• [TASK GOAL]:
Whenever a line in the records below holds the string "collect", copy it out.

Stored entries

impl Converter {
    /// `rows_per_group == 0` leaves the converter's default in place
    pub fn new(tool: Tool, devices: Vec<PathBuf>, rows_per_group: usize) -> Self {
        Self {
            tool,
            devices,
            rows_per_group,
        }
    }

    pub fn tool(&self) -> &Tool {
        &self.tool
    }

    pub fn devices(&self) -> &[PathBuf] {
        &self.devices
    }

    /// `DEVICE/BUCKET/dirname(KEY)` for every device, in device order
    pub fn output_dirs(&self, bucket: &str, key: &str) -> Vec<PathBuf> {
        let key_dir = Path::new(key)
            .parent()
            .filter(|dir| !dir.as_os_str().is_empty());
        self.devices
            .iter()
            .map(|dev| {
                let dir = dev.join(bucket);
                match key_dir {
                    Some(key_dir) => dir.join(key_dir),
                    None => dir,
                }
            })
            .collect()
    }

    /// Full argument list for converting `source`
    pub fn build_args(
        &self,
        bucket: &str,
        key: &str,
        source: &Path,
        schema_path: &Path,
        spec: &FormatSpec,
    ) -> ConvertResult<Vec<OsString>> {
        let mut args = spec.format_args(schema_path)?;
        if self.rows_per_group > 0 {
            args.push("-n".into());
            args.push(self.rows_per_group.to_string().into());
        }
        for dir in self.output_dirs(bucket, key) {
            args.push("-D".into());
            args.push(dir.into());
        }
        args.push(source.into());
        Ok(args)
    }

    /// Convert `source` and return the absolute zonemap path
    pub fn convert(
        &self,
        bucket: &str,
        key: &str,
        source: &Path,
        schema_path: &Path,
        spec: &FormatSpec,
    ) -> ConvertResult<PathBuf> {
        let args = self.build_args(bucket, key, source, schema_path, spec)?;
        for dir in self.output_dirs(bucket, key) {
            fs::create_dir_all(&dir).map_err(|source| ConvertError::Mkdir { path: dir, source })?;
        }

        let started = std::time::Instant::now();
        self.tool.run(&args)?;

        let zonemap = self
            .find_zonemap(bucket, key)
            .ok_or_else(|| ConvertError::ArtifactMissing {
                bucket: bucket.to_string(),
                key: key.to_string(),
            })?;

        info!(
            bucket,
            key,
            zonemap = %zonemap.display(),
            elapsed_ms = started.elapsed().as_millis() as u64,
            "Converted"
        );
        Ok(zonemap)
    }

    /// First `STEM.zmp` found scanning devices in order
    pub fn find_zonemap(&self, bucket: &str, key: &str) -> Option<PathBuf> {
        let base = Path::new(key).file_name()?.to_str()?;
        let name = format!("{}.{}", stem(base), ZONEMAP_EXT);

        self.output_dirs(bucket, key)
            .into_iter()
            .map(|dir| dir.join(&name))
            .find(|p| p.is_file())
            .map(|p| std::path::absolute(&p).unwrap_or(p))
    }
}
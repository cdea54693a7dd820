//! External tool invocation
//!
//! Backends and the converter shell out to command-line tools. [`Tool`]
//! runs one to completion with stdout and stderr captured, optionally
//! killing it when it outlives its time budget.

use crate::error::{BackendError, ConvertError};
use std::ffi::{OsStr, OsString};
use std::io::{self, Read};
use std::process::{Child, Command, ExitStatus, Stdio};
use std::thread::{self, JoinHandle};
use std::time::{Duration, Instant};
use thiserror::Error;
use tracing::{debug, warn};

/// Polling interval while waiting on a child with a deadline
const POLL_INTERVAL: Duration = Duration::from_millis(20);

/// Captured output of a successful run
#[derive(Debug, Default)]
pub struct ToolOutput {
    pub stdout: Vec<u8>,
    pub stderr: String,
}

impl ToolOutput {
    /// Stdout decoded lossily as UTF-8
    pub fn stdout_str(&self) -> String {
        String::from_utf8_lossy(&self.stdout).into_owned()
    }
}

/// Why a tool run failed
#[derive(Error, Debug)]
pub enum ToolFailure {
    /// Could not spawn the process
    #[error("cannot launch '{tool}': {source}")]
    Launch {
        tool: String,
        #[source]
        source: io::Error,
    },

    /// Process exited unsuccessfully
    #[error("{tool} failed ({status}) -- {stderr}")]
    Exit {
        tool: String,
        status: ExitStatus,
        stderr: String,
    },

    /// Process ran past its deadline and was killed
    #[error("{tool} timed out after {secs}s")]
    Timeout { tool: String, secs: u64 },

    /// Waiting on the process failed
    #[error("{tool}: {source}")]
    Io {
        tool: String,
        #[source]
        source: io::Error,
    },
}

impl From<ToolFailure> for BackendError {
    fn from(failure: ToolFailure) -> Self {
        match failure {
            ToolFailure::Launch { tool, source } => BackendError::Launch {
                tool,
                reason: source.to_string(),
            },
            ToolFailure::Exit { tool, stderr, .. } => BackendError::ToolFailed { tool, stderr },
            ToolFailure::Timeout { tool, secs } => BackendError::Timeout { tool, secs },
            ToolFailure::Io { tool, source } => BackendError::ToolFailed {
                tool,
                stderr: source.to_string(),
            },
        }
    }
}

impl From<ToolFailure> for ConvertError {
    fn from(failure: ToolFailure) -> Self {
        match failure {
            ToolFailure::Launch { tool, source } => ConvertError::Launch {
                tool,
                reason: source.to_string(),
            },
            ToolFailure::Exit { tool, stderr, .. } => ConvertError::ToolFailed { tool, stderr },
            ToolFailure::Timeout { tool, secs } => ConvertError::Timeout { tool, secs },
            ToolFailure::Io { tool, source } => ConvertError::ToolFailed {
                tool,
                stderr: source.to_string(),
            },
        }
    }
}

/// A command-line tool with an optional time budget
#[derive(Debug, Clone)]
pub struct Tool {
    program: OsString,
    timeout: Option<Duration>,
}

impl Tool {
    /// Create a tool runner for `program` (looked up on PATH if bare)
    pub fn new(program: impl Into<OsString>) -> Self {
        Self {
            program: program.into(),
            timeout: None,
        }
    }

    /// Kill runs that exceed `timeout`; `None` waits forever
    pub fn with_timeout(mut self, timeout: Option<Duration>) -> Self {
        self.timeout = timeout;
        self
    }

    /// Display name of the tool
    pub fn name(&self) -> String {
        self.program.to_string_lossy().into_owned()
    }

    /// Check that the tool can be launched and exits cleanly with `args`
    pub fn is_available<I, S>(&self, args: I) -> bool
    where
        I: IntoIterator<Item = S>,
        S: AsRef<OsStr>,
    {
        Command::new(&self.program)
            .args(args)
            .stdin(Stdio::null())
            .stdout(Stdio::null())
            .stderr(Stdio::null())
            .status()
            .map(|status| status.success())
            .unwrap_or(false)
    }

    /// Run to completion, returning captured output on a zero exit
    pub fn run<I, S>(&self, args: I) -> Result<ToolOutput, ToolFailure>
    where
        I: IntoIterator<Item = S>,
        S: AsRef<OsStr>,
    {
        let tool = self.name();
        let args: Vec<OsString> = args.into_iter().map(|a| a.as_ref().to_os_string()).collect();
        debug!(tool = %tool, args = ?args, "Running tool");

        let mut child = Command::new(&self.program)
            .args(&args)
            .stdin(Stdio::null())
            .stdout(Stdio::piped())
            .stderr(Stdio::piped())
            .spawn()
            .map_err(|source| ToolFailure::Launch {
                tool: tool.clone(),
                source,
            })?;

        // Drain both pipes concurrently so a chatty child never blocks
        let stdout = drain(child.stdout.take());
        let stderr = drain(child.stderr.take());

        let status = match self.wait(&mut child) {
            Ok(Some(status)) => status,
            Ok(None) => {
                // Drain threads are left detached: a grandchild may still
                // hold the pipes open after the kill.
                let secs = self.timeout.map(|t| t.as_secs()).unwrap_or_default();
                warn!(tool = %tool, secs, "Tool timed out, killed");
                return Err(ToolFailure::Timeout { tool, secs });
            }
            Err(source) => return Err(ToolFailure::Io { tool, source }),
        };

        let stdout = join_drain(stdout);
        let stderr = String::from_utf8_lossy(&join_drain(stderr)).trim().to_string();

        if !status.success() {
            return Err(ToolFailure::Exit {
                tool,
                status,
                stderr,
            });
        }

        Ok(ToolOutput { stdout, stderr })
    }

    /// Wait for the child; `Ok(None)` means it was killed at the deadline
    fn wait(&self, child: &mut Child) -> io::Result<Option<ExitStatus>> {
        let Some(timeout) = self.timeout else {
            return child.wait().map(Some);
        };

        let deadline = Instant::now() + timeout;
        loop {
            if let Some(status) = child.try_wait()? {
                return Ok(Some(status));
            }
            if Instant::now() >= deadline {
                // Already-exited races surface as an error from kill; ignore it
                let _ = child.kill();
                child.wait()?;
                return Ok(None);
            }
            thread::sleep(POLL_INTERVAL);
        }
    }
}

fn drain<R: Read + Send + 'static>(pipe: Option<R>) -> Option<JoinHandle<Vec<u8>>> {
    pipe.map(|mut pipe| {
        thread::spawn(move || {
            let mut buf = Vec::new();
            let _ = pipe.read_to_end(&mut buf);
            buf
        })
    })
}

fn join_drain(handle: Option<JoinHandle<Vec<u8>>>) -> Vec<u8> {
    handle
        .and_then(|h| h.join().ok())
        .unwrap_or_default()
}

• [THE COMPLETED TASK]:
            .collect()
        let args: Vec<OsString> = args.into_iter().map(|a| a.as_ref().to_os_string()).collect();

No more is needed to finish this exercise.